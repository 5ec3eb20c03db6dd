//! Bounds-checked little-endian reading over a byte slice.

use crate::error::FormatError;

/// A forward-only cursor. Every read is bounds-checked and reports the
/// offset it failed at.
#[derive(Debug, Clone)]
pub struct ByteReader<'a> {
    data: &'a [u8],
    pos: usize,
}

impl<'a> ByteReader<'a> {
    pub fn new(data: &'a [u8]) -> Self {
        ByteReader { data, pos: 0 }
    }

    pub fn at(data: &'a [u8], pos: usize) -> Result<Self, FormatError> {
        if pos > data.len() {
            return Err(FormatError::new(format!(
                "offset {:#x} beyond end of data ({:#x})",
                pos,
                data.len()
            )));
        }
        Ok(ByteReader { data, pos })
    }

    pub fn position(&self) -> usize {
        self.pos
    }

    pub fn remaining(&self) -> usize {
        self.data.len() - self.pos
    }

    pub fn is_empty(&self) -> bool {
        self.remaining() == 0
    }

    pub fn bytes(&mut self, len: usize) -> Result<&'a [u8], FormatError> {
        let end = self
            .pos
            .checked_add(len)
            .filter(|end| *end <= self.data.len())
            .ok_or_else(|| {
                FormatError::new(format!(
                    "truncated data: need {} byte(s) at {:#x}, have {}",
                    len,
                    self.pos,
                    self.remaining()
                ))
            })?;
        let slice = &self.data[self.pos..end];
        self.pos = end;
        Ok(slice)
    }

    pub fn skip(&mut self, len: usize) -> Result<(), FormatError> {
        self.bytes(len).map(|_| ())
    }

    pub fn align(&mut self, alignment: usize) -> Result<(), FormatError> {
        let rem = self.pos % alignment;
        if rem != 0 {
            self.skip(alignment - rem)?;
        }
        Ok(())
    }

    pub fn u8(&mut self) -> Result<u8, FormatError> {
        Ok(self.bytes(1)?[0])
    }

    pub fn u16(&mut self) -> Result<u16, FormatError> {
        let b = self.bytes(2)?;
        Ok(u16::from_le_bytes([b[0], b[1]]))
    }

    pub fn u32(&mut self) -> Result<u32, FormatError> {
        let b = self.bytes(4)?;
        Ok(u32::from_le_bytes([b[0], b[1], b[2], b[3]]))
    }

    pub fn u64(&mut self) -> Result<u64, FormatError> {
        let b = self.bytes(8)?;
        let mut buf = [0u8; 8];
        buf.copy_from_slice(b);
        Ok(u64::from_le_bytes(buf))
    }

    /// A 2- or 4-byte unsigned value, as used for table columns.
    pub fn sized(&mut self, width: usize) -> Result<u32, FormatError> {
        match width {
            2 => self.u16().map(u32::from),
            4 => self.u32(),
            other => Err(FormatError::new(format!("unsupported column width {}", other))),
        }
    }

    /// ECMA-335 II.23.2 compressed unsigned integer.
    pub fn compressed_u32(&mut self) -> Result<u32, FormatError> {
        let first = self.u8()?;
        if first & 0x80 == 0 {
            Ok(u32::from(first))
        } else if first & 0xC0 == 0x80 {
            let second = self.u8()?;
            Ok((u32::from(first & 0x3F) << 8) | u32::from(second))
        } else if first & 0xE0 == 0xC0 {
            let rest = self.bytes(3)?;
            Ok((u32::from(first & 0x1F) << 24)
                | (u32::from(rest[0]) << 16)
                | (u32::from(rest[1]) << 8)
                | u32::from(rest[2]))
        } else {
            Err(FormatError::new(format!(
                "invalid compressed integer lead byte {:#04x} at {:#x}",
                first,
                self.pos - 1
            )))
        }
    }

    /// A NUL-terminated string, consuming the terminator.
    pub fn c_str(&mut self) -> Result<&'a [u8], FormatError> {
        let rest = &self.data[self.pos..];
        let len = rest
            .iter()
            .position(|b| *b == 0)
            .ok_or_else(|| FormatError::new(format!("unterminated string at {:#x}", self.pos)))?;
        let s = &rest[..len];
        self.pos += len + 1;
        Ok(s)
    }
}

#[cfg(test)]
mod tests {
    use super::*;

    #[test]
    fn compressed_integers_follow_ecma_examples() {
        let cases: &[(&[u8], u32)] = &[
            (&[0x03], 0x03),
            (&[0x7F], 0x7F),
            (&[0x80, 0x80], 0x80),
            (&[0xAE, 0x57], 0x2E57),
            (&[0xBF, 0xFF], 0x3FFF),
            (&[0xC0, 0x00, 0x40, 0x00], 0x4000),
            (&[0xDF, 0xFF, 0xFF, 0xFF], 0x1FFF_FFFF),
        ];
        for (bytes, expected) in cases {
            let mut r = ByteReader::new(bytes);
            assert_eq!(r.compressed_u32().unwrap(), *expected);
            assert!(r.is_empty());
        }
    }

    #[test]
    fn truncated_reads_fail_instead_of_panicking() {
        let mut r = ByteReader::new(&[0x01, 0x02, 0x03]);
        assert!(r.u32().is_err());
        assert_eq!(r.u16().unwrap(), 0x0201);
        assert!(r.u16().is_err());
        assert!(ByteReader::new(&[0xFF]).compressed_u32().is_err());
        assert!(ByteReader::new(b"abc").c_str().is_err());
    }
}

▸ Work required: All that belongs in the answer is the run of lines above from the line containing "self.skip(alignment - rem)?;" through the line containing "pub fn u64(&mut", exactly as written.

▸ Expected answer:
            self.skip(alignment - rem)?;
        }
        Ok(())
    }

    pub fn u8(&mut self) -> Result<u8, FormatError> {
        Ok(self.bytes(1)?[0])
    }

    pub fn u16(&mut self) -> Result<u16, FormatError> {
        let b = self.bytes(2)?;
        Ok(u16::from_le_bytes([b[0], b[1]]))
    }

    pub fn u32(&mut self) -> Result<u32, FormatError> {
        let b = self.bytes(4)?;
        Ok(u32::from_le_bytes([b[0], b[1], b[2], b[3]]))
    }

    pub fn u64(&mut self) -> Result<u64, FormatError> {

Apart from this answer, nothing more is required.